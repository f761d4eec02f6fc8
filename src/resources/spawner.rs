//! Monster spawn policy resource.
//!
//! [`MonsterSpawner`] holds the scene's spawn capacity and period, the
//! monotonically increasing counter that drives round-robin variant
//! selection, and the RNG every spawn path draws positions from.

use bevy_ecs::prelude::Resource;
use fastrand::Rng;

use crate::components::monster::{MONSTER_SIZE, MonsterKind};
use crate::resources::gameconfig::GameConfig;
use crate::resources::screensize::ScreenSize;

#[derive(Resource, Debug, Clone)]
pub struct MonsterSpawner {
    /// Spawn capacity.
    pub max_monsters: usize,
    /// Seconds between periodic spawns.
    pub spawn_delay: f32,
    /// Seconds accumulated toward the next periodic spawn.
    pub elapsed: f32,
    /// Number of periodic spawns so far; selects the next variant.
    pub death_count: u32,
    /// Sprite footprint subtracted from the placement range.
    pub footprint: i32,
    pub rng: Rng,
}

impl MonsterSpawner {
    pub fn new(max_monsters: usize, spawn_delay: f32, rng: Rng) -> Self {
        Self {
            max_monsters,
            spawn_delay,
            elapsed: 0.0,
            death_count: 0,
            footprint: MONSTER_SIZE as i32,
            rng,
        }
    }

    pub fn from_config(config: &GameConfig, rng: Rng) -> Self {
        Self::new(config.max_monsters, config.spawn_delay, rng)
    }

    /// Uniform integer position with the whole sprite inside the play area.
    pub fn random_position(&mut self, screen: &ScreenSize) -> (f32, f32) {
        let max_x = (screen.w - self.footprint).max(0);
        let max_y = (screen.h - self.footprint).max(0);
        let x = self.rng.i32(0..=max_x);
        let y = self.rng.i32(0..=max_y);
        (x as f32, y as f32)
    }

    /// Advance the counter and pick the variant round-robin.
    pub fn next_spawn_kind(&mut self) -> MonsterKind {
        self.death_count += 1;
        match self.death_count % 3 {
            1 => MonsterKind::Moving,
            2 => MonsterKind::Ranged,
            _ => MonsterKind::Charging,
        }
    }

    pub fn has_capacity(&self, current: usize) -> bool {
        current < self.max_monsters
    }

    /// Accumulate `dt`; returns `true` once per elapsed spawn period.
    pub fn tick(&mut self, dt: f32) -> bool {
        self.elapsed += dt;
        if self.elapsed >= self.spawn_delay {
            self.elapsed -= self.spawn_delay;
            return true;
        }
        false
    }
}

/// Variant of the monster that replaces a parried kill, by the size of the
/// collection after the removal.
pub fn replacement_kind(remaining: usize) -> MonsterKind {
    if remaining % 2 == 0 {
        MonsterKind::Moving
    } else {
        MonsterKind::Ranged
    }
}
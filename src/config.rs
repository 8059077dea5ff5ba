use chrono::Local;

/// 抓取目标：investing.com上的一个交易品种
///
/// curr_id/smlID/header这几个值来自目标页面的表单参数，
/// 可以在浏览器里检查历史数据页的网络请求获得。
#[derive(Debug, Clone)]
pub struct Instrument {
    pub name: String,
    pub curr_id: u32,
    pub sml_id: u32,
    pub header: String,
    pub page_url: String,
}

impl Instrument {
    /// 伦敦柴油期货，第一版唯一支持的品种
    pub fn london_gas_oil() -> Self {
        Self {
            name: "CFD".to_string(),
            curr_id: 8861,
            sml_id: 300084,
            header: "London Gas Oil Futures".to_string(),
            page_url: "https://www.investing.com/commodities/london-gas-oil-historical-data"
                .to_string(),
        }
    }
}

pub struct Config {
    pub instrument: Instrument,
    pub frequency: String,   // Daily / Weekly / Monthly
    pub sort_order: String,  // ASC / DESC
    pub start_date: String,  // MM/DD/YYYY
    pub end_date: String,    // MM/DD/YYYY，默认当天
    pub output_dir: String,
    pub preview_rows: usize,
}

impl Config {
    pub fn new() -> Self {
        Self {
            instrument: Instrument::london_gas_oil(),
            frequency: "Daily".to_string(),
            sort_order: "DESC".to_string(),
            start_date: "01/01/2017".to_string(),
            end_date: Local::now().format("%m/%d/%Y").to_string(),
            output_dir: ".".to_string(),
            preview_rows: 10,
        }
    }

    pub fn with_instrument(mut self, instrument: Instrument) -> Self {
        self.instrument = instrument;
        self
    }

    pub fn with_frequency(mut self, frequency: &str) -> Self {
        self.frequency = frequency.to_string();
        self
    }

    pub fn with_sort_order(mut self, sort_order: &str) -> Self {
        self.sort_order = sort_order.to_string();
        self
    }

    pub fn with_start_date(mut self, start_date: &str) -> Self {
        self.start_date = start_date.to_string();
        self
    }

    pub fn with_end_date(mut self, end_date: &str) -> Self {
        self.end_date = end_date.to_string();
        self
    }

    pub fn with_output_dir(mut self, dir: &str) -> Self {
        self.output_dir = dir.to_string();
        self
    }

    pub fn with_preview_rows(mut self, rows: usize) -> Self {
        self.preview_rows = rows;
        self
    }
}

impl Default for Config {
    fn default() -> Self {
        Self::new()
    }
}
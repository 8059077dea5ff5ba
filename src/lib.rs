// 公开导出的模块，供外部使用
pub mod errors;
pub mod extractor;
pub mod models;

// 为了支持主程序，暂时保持这些模块公开
// 但在库使用场景中，这些应该是内部模块
#[doc(hidden)]
pub mod config;
#[doc(hidden)]
pub mod scrapers;
#[doc(hidden)]
pub mod services;
#[doc(hidden)]
pub mod util;

// 重新导出常用类型，方便使用
pub use errors::{Result, ScrapeError};
pub use extractor::{extract_records, ColumnLayout};
pub use models::record::{Extraction, PriceRecord, RawRow, RowDiagnostic};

▬▬▬▬▬▬▬▬▬▬

Once more, write out the entries exactly as they were written.

repository f761d4eec02f6fc8
filename src/resources/spawner.rs
//! Monster spawn policy resource.
//!
//! [`MonsterSpawner`] holds the scene's spawn capacity and period, the
//! monotonically increasing counter that drives round-robin variant
//! selection, and the RNG every spawn path draws positions from.

use bevy_ecs::prelude::Resource;
use fastrand::Rng;

use crate::components::monster::{MONSTER_SIZE, MonsterKind};
use crate::resources::gameconfig::GameConfig;
use crate::resources::screensize::ScreenSize;

#[derive(Resource, Debug, Clone)]
pub struct MonsterSpawner {
    /// Spawn capacity.
    pub max_monsters: usize,
    /// Seconds between periodic spawns.
    pub spawn_delay: f32,
    /// Seconds accumulated toward the next periodic spawn.
    pub elapsed: f32,
    /// Number of periodic spawns so far; selects the next variant.
    pub death_count: u32,
    /// Sprite footprint subtracted from the placement range.
    pub footprint: i32,
    pub rng: Rng,
}

impl MonsterSpawner {
    pub fn new(max_monsters: usize, spawn_delay: f32, rng: Rng) -> Self {
        Self {
            max_monsters,
            spawn_delay,
            elapsed: 0.0,
            death_count: 0,
            footprint: MONSTER_SIZE as i32,
            rng,
        }
    }

    pub fn from_config(config: &GameConfig, rng: Rng) -> Self {
        Self::new(config.max_monsters, config.spawn_delay, rng)
    }

    /// Uniform integer position with the whole sprite inside the play area.
    pub fn random_position(&mut self, screen: &ScreenSize) -> (f32, f32) {
        let max_x = (screen.w - self.footprint).max(0);
        let max_y = (screen.h - self.footprint).max(0);
        let x = self.rng.i32(0..=max_x);
        let y = self.rng.i32(0..=max_y);
        (x as f32, y as f32)
    }

    /// Advance the counter and pick the variant round-robin.
    pub fn next_spawn_kind(&mut self) -> MonsterKind {
        self.death_count += 1;
        match self.death_count % 3 {
            1 => MonsterKind::Moving,
            2 => MonsterKind::Ranged,
            _ => MonsterKind::Charging,
        }
    }

    pub fn has_capacity(&self, current: usize) -> bool {
        current < self.max_monsters
    }

    /// Accumulate `dt`; returns `true` once per elapsed spawn period.
    pub fn tick(&mut self, dt: f32) -> bool {
        self.elapsed += dt;
        if self.elapsed >= self.spawn_delay {
            self.elapsed -= self.spawn_delay;
            return true;
        }
        false
    }
}

/// Variant of the monster that replaces a parried kill, by the size of the
/// collection after the removal.
pub fn replacement_kind(remaining: usize) -> MonsterKind {
    if remaining % 2 == 0 {
        MonsterKind::Moving
    } else {
        MonsterKind::Ranged
    }
}
filename src/config.rs
repository 8059077dea5ff5ba
use chrono::Local;

/// 抓取目标：investing.com上的一个交易品种
///
/// curr_id/smlID/header这几个值来自目标页面的表单参数，
/// 可以在浏览器里检查历史数据页的网络请求获得。
#[derive(Debug, Clone)]
pub struct Instrument {
    pub name: String,
    pub curr_id: u32,
    pub sml_id: u32,
    pub header: String,
    pub page_url: String,
}

impl Instrument {
    /// 伦敦柴油期货，第一版唯一支持的品种
    pub fn london_gas_oil() -> Self {
        Self {
            name: "CFD".to_string(),
            curr_id: 8861,
            sml_id: 300084,
            header: "London Gas Oil Futures".to_string(),
            page_url: "https://www.investing.com/commodities/london-gas-oil-historical-data"
                .to_string(),
        }
    }
}

pub struct Config {
    pub instrument: Instrument,
    pub frequency: String,   // Daily / Weekly / Monthly
    pub sort_order: String,  // ASC / DESC
    pub start_date: String,  // MM/DD/YYYY
    pub end_date: String,    // MM/DD/YYYY，默认当天
    pub output_dir: String,
    pub preview_rows: usize,
}

impl Config {
    pub fn new() -> Self {
        Self {
            instrument: Instrument::london_gas_oil(),
            frequency: "Daily".to_string(),
            sort_order: "DESC".to_string(),
            start_date: "01/01/2017".to_string(),
            end_date: Local::now().format("%m/%d/%Y").to_string(),
            output_dir: ".".to_string(),
            preview_rows: 10,
        }
    }

    pub fn with_instrument(mut self, instrument: Instrument) -> Self {
        self.instrument = instrument;
        self
    }

    pub fn with_frequency(mut self, frequency: &str) -> Self {
        self.frequency = frequency.to_string();
        self
    }

    pub fn with_sort_order(mut self, sort_order: &str) -> Self {
        self.sort_order = sort_order.to_string();
        self
    }

    pub fn with_start_date(mut self, start_date: &str) -> Self {
        self.start_date = start_date.to_string();
        self
    }

    pub fn with_end_date(mut self, end_date: &str) -> Self {
        self.end_date = end_date.to_string();
        self
    }

    pub fn with_output_dir(mut self, dir: &str) -> Self {
        self.output_dir = dir.to_string();
        self
    }

    pub fn with_preview_rows(mut self, rows: usize) -> Self {
        self.preview_rows = rows;
        self
    }
}

impl Default for Config {
    fn default() -> Self {
        Self::new()
    }
}
repository 8059077dea5ff5ba
filename src/lib.rs
// 公开导出的模块，供外部使用
pub mod errors;
pub mod extractor;
pub mod models;

// 为了支持主程序，暂时保持这些模块公开
// 但在库使用场景中，这些应该是内部模块
#[doc(hidden)]
pub mod config;
#[doc(hidden)]
pub mod scrapers;
#[doc(hidden)]
pub mod services;
#[doc(hidden)]
pub mod util;

// 重新导出常用类型，方便使用
pub use errors::{Result, ScrapeError};
pub use extractor::{extract_records, ColumnLayout};
pub use models::record::{Extraction, PriceRecord, RawRow, RowDiagnostic};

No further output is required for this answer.